Data records
*** Begin section ***

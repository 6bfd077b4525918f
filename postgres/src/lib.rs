//! `PostgreSQL` record store implementation for Backline.
//!
//! This crate provides a `PostgreSQL`-based implementation of the `RecordStore`
//! trait from `backline-core`. Rows travel as `jsonb`: reads project each row
//! with `to_jsonb`, writes expand a JSON object with `jsonb_populate_record`,
//! so one code path serves every table of the back-office schema.
//!
//! - Equality filters, ordering with explicit null placement, row limits
//! - One-level embedding of a referenced row
//! - Atomic batches in a single transaction
//! - Integrity errors mapped to `RecordStoreError` by SQLSTATE
//!
//! # Example
//!
//! ```ignore
//! use backline_postgres::PostgresRecordStore;
//!
//! async fn example() -> Result<(), Box<dyn std::error::Error>> {
//!     let store = PostgresRecordStore::connect("postgres://localhost/backline", 10, 30).await?;
//!     store.migrate().await?;
//!     Ok(())
//! }
//! ```

use backline_core::record_store::{
    Filter, Mutation, Query, Record, RecordStore, RecordStoreError, StoreFuture,
};
use serde_json::Value;
use sqlx::postgres::{PgPool, PgPoolOptions};
use sqlx::types::Json;
use sqlx::{Postgres, Transaction};
use std::fmt::Write as _;
use std::time::Duration;

/// SQLSTATE for `foreign_key_violation`.
const FOREIGN_KEY_VIOLATION: &str = "23503";
/// SQLSTATE for `unique_violation`.
const UNIQUE_VIOLATION: &str = "23505";

/// `PostgreSQL`-backed record store.
#[derive(Clone, Debug)]
pub struct PostgresRecordStore {
    pool: PgPool,
}

impl PostgresRecordStore {
    /// Connect a pool to `database_url`.
    ///
    /// # Errors
    ///
    /// Returns [`RecordStoreError::DatabaseError`] if the pool cannot connect.
    pub async fn connect(
        database_url: &str,
        max_connections: u32,
        connect_timeout_secs: u64,
    ) -> Result<Self, RecordStoreError> {
        let pool = PgPoolOptions::new()
            .max_connections(max_connections)
            .acquire_timeout(Duration::from_secs(connect_timeout_secs))
            .connect(database_url)
            .await
            .map_err(|e| RecordStoreError::DatabaseError(e.to_string()))?;
        tracing::info!(max_connections, "Connected to PostgreSQL");
        Ok(Self::from_pool(pool))
    }

    /// Wrap an existing pool.
    #[must_use]
    pub const fn from_pool(pool: PgPool) -> Self {
        Self { pool }
    }

    /// Run the back-office schema migrations.
    ///
    /// # Errors
    ///
    /// Returns [`RecordStoreError::DatabaseError`] if migration fails.
    pub async fn migrate(&self) -> Result<(), RecordStoreError> {
        sqlx::migrate!("./migrations")
            .run(&self.pool)
            .await
            .map_err(|e| RecordStoreError::DatabaseError(format!("Migration failed: {e}")))?;
        Ok(())
    }

    /// Get the underlying connection pool.
    #[must_use]
    pub const fn pool(&self) -> &PgPool {
        &self.pool
    }

    async fn run_batch(&self, mutations: Vec<Mutation>) -> Result<Vec<Vec<Record>>, RecordStoreError> {
        let size = mutations.len();
        let mut tx = self
            .pool
            .begin()
            .await
            .map_err(|e| RecordStoreError::DatabaseError(e.to_string()))?;

        let mut outcomes = Vec::with_capacity(size);
        for mutation in mutations {
            let table = mutation.table().to_string();
            match apply(&mut tx, mutation).await {
                Ok(rows) => outcomes.push(rows),
                Err(error) => {
                    // Dropping the transaction rolls it back.
                    tracing::debug!(table = %table, error = %error, "Record store batch rolled back");
                    metrics::counter!("record_store.batches.rolled_back").increment(1);
                    return Err(error);
                },
            }
        }

        tx.commit()
            .await
            .map_err(|e| RecordStoreError::DatabaseError(e.to_string()))?;
        metrics::counter!("record_store.mutations", "backend" => "postgres")
            .increment(u64::try_from(size).unwrap_or(u64::MAX));
        Ok(outcomes)
    }
}

impl RecordStore for PostgresRecordStore {
    fn select(&self, query: Query) -> StoreFuture<'_, Vec<Record>> {
        Box::pin(async move {
            let (sql, binds) = select_sql(&query)?;
            let mut statement = sqlx::query_scalar::<_, Json<Value>>(&sql);
            for value in binds {
                statement = statement.bind(Json(value));
            }
            let rows = statement
                .fetch_all(&self.pool)
                .await
                .map_err(|e| map_error(&query.table, e))?;
            metrics::counter!("record_store.selects", "table" => query.table.clone()).increment(1);
            Ok(rows.into_iter().filter_map(into_record).collect())
        })
    }

    fn execute(&self, mutation: Mutation) -> StoreFuture<'_, Vec<Record>> {
        Box::pin(async move {
            let mut outcomes = self.run_batch(vec![mutation]).await?;
            Ok(outcomes.pop().unwrap_or_default())
        })
    }

    fn transact(&self, mutations: Vec<Mutation>) -> StoreFuture<'_, Vec<Vec<Record>>> {
        Box::pin(self.run_batch(mutations))
    }

    fn ping(&self) -> StoreFuture<'_, ()> {
        Box::pin(async move {
            sqlx::query("SELECT 1")
                .execute(&self.pool)
                .await
                .map_err(|e| RecordStoreError::DatabaseError(e.to_string()))?;
            Ok(())
        })
    }
}

async fn apply(
    tx: &mut Transaction<'static, Postgres>,
    mutation: Mutation,
) -> Result<Vec<Record>, RecordStoreError> {
    match mutation {
        Mutation::Insert { table, rows } => {
            let mut inserted = Vec::with_capacity(rows.len());
            for row in rows {
                let sql = insert_sql(&table, &row)?;
                let stored = sqlx::query_scalar::<_, Json<Value>>(&sql)
                    .bind(Json(Value::Object(row)))
                    .fetch_one(&mut **tx)
                    .await
                    .map_err(|e| map_error(&table, e))?;
                inserted.extend(into_record(stored));
            }
            Ok(inserted)
        },
        Mutation::Update {
            table,
            patch,
            filters,
            require_match,
        } => {
            let (sql, binds) = update_sql(&table, &patch, &filters)?;
            let mut statement = sqlx::query_scalar::<_, Json<Value>>(&sql);
            if !patch.is_empty() {
                statement = statement.bind(Json(Value::Object(patch)));
            }
            for value in binds {
                statement = statement.bind(Json(value));
            }
            let rows = statement
                .fetch_all(&mut **tx)
                .await
                .map_err(|e| map_error(&table, e))?;
            if rows.is_empty() && require_match {
                return Err(RecordStoreError::PreconditionFailed { table });
            }
            Ok(rows.into_iter().filter_map(into_record).collect())
        },
        Mutation::Delete { table, filters } => {
            let (sql, binds) = delete_sql(&table, &filters)?;
            let mut statement = sqlx::query_scalar::<_, Json<Value>>(&sql);
            for value in binds {
                statement = statement.bind(Json(value));
            }
            let rows = statement
                .fetch_all(&mut **tx)
                .await
                .map_err(|e| map_error(&table, e))?;
            Ok(rows.into_iter().filter_map(into_record).collect())
        },
    }
}

fn into_record(Json(value): Json<Value>) -> Option<Record> {
    match value {
        Value::Object(map) => Some(map),
        _ => None,
    }
}

fn map_error(table: &str, error: sqlx::Error) -> RecordStoreError {
    if let sqlx::Error::Database(db) = &error {
        let constraint = db.constraint().unwrap_or_default().to_string();
        match db.code().as_deref() {
            Some(FOREIGN_KEY_VIOLATION) => {
                return RecordStoreError::ForeignKeyViolation {
                    table: table.to_string(),
                    constraint,
                };
            },
            Some(UNIQUE_VIOLATION) => {
                return RecordStoreError::UniqueViolation {
                    table: table.to_string(),
                    constraint,
                };
            },
            _ => {},
        }
    }
    tracing::error!(table, error = %error, "Record store query failed");
    RecordStoreError::DatabaseError(error.to_string())
}

/// Accept only plain lower-case SQL identifiers.
fn ident(name: &str) -> Result<&str, RecordStoreError> {
    let mut chars = name.chars();
    let valid_start = chars
        .next()
        .is_some_and(|c| c.is_ascii_lowercase() || c == '_');
    if valid_start && chars.all(|c| c.is_ascii_lowercase() || c.is_ascii_digit() || c == '_') {
        Ok(name)
    } else {
        Err(RecordStoreError::InvalidQuery(format!(
            "invalid identifier: {name:?}"
        )))
    }
}

/// Render `WHERE` predicates; parameters are numbered from `first_param`.
fn where_clause(
    filters: &[Filter],
    first_param: usize,
) -> Result<(String, Vec<Value>), RecordStoreError> {
    if filters.is_empty() {
        return Ok((String::new(), Vec::new()));
    }
    let mut binds = Vec::new();
    let mut predicates = Vec::with_capacity(filters.len());
    for filter in filters {
        let column = ident(filter.column())?;
        match filter {
            Filter::Eq(_, value) => {
                binds.push(value.clone());
                let n = first_param + binds.len() - 1;
                predicates.push(format!("(to_jsonb(t) -> '{column}') = ${n}"));
            },
            Filter::Neq(_, value) => {
                binds.push(value.clone());
                let n = first_param + binds.len() - 1;
                predicates.push(format!(
                    "(to_jsonb(t) -> '{column}') IS DISTINCT FROM ${n}"
                ));
            },
            Filter::IsNull(_) => predicates.push(format!("t.{column} IS NULL")),
        }
    }
    Ok((format!(" WHERE {}", predicates.join(" AND ")), binds))
}

fn select_sql(query: &Query) -> Result<(String, Vec<Value>), RecordStoreError> {
    let table = ident(&query.table)?;
    let mut projection = String::from("to_jsonb(t)");
    for embed in &query.embeds {
        let embedded = ident(&embed.table)?;
        let foreign_key = ident(&embed.foreign_key)?;
        let mut fields = Vec::with_capacity(embed.columns.len());
        for column in &embed.columns {
            let column = ident(column)?;
            fields.push(format!("'{column}', e.{column}"));
        }
        let _ = write!(
            projection,
            " || jsonb_build_object('{embedded}', (SELECT jsonb_build_object({}) FROM {embedded} AS e WHERE e.id = t.{foreign_key}))",
            fields.join(", ")
        );
    }

    let (filter_sql, binds) = where_clause(&query.filters, 1)?;
    let mut sql = format!("SELECT {projection} FROM {table} AS t{filter_sql}");

    if !query.order.is_empty() {
        let mut keys = Vec::with_capacity(query.order.len());
        for order in &query.order {
            keys.push(format!(
                "t.{} {} {}",
                ident(&order.column)?,
                if order.ascending { "ASC" } else { "DESC" },
                if order.nulls_first { "NULLS FIRST" } else { "NULLS LAST" },
            ));
        }
        let _ = write!(sql, " ORDER BY {}", keys.join(", "));
    }
    if let Some(limit) = query.limit {
        let _ = write!(sql, " LIMIT {limit}");
    }
    Ok((sql, binds))
}

fn insert_sql(table: &str, row: &Record) -> Result<String, RecordStoreError> {
    let table = ident(table)?;
    if row.is_empty() {
        return Ok(format!(
            "INSERT INTO {table} AS t DEFAULT VALUES RETURNING to_jsonb(t)"
        ));
    }
    let columns = row
        .keys()
        .map(|c| ident(c))
        .collect::<Result<Vec<_>, _>>()?
        .join(", ");
    Ok(format!(
        "INSERT INTO {table} AS t ({columns}) SELECT {columns} FROM jsonb_populate_record(NULL::{table}, $1) RETURNING to_jsonb(t)"
    ))
}

fn update_sql(
    table: &str,
    patch: &Record,
    filters: &[Filter],
) -> Result<(String, Vec<Value>), RecordStoreError> {
    let table = ident(table)?;
    if patch.is_empty() {
        let (filter_sql, binds) = where_clause(filters, 1)?;
        return Ok((format!("SELECT to_jsonb(t) FROM {table} AS t{filter_sql}"), binds));
    }
    let assignments = patch
        .keys()
        .map(|c| ident(c).map(|c| format!("{c} = p.{c}")))
        .collect::<Result<Vec<_>, _>>()?
        .join(", ");
    let (filter_sql, binds) = where_clause(filters, 2)?;
    Ok((
        format!(
            "UPDATE {table} AS t SET {assignments} FROM jsonb_populate_record(NULL::{table}, $1) AS p{filter_sql} RETURNING to_jsonb(t)"
        ),
        binds,
    ))
}

fn delete_sql(table: &str, filters: &[Filter]) -> Result<(String, Vec<Value>), RecordStoreError> {
    let table = ident(table)?;
    let (filter_sql, binds) = where_clause(filters, 1)?;
    Ok((
        format!("DELETE FROM {table} AS t{filter_sql} RETURNING to_jsonb(t)"),
        binds,
    ))
}

#[cfg(test)]
#[allow(clippy::unwrap_used)]
mod tests {
    use super::*;
    use backline_core::record_store::{Embed, Order};
    use serde_json::json;

    #[test]
    fn identifiers_are_validated() {
        assert!(ident("payment_date").is_ok());
        assert!(ident("contacts; DROP TABLE x").is_err());
        assert!(ident("Bookings").is_err());
        assert!(ident("").is_err());
    }

    #[test]
    fn select_renders_filters_order_and_embed() {
        let query = Query::table("payments")
            .filter(Filter::eq("status", "completed"))
            .filter(Filter::is_null("invoice_id"))
            .order_by(Order::desc("payment_date"))
            .embed(Embed::new("contacts", "contact_id", &["email"]))
            .limit(10);

        let (sql, binds) = select_sql(&query).unwrap();
        assert!(sql.contains("FROM payments AS t"));
        assert!(sql.contains("(to_jsonb(t) -> 'status') = $1"));
        assert!(sql.contains("t.invoice_id IS NULL"));
        assert!(sql.contains("ORDER BY t.payment_date DESC NULLS LAST"));
        assert!(sql.contains("jsonb_build_object('email', e.email)"));
        assert!(sql.ends_with("LIMIT 10"));
        assert_eq!(binds, vec![json!("completed")]);
    }

    #[test]
    fn update_numbers_filter_params_after_patch() {
        let mut patch = Record::new();
        patch.insert("status".into(), json!("paid"));
        let (sql, binds) = update_sql(
            "invoices",
            &patch,
            &[Filter::eq("id", "abc"), Filter::neq("status", "paid")],
        )
        .unwrap();
        assert!(sql.contains("SET status = p.status"));
        assert!(sql.contains("= $2"));
        assert!(sql.contains("IS DISTINCT FROM $3"));
        assert_eq!(binds.len(), 2);
    }

    #[test]
    fn insert_lists_record_columns() {
        let mut row = Record::new();
        row.insert("first_name".into(), json!("Jo"));
        row.insert("email".into(), json!("jo@x.com"));
        let sql = insert_sql("contacts", &row).unwrap();
        assert!(sql.contains("(email, first_name)") || sql.contains("(first_name, email)"));
        assert!(sql.contains("jsonb_populate_record(NULL::contacts, $1)"));
    }

    #[test]
    fn delete_without_filters_has_no_where() {
        let (sql, binds) = delete_sql("invoice_items", &[]).unwrap();
        assert_eq!(sql, "DELETE FROM invoice_items AS t RETURNING to_jsonb(t)");
        assert!(binds.is_empty());
    }
}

*** End section ***

Which lines of the records above contain the word "batches"? Report each one in full.

//! - Atomic batches in a single transaction
                    metrics::counter!("record_store.batches.rolled_back").increment(1);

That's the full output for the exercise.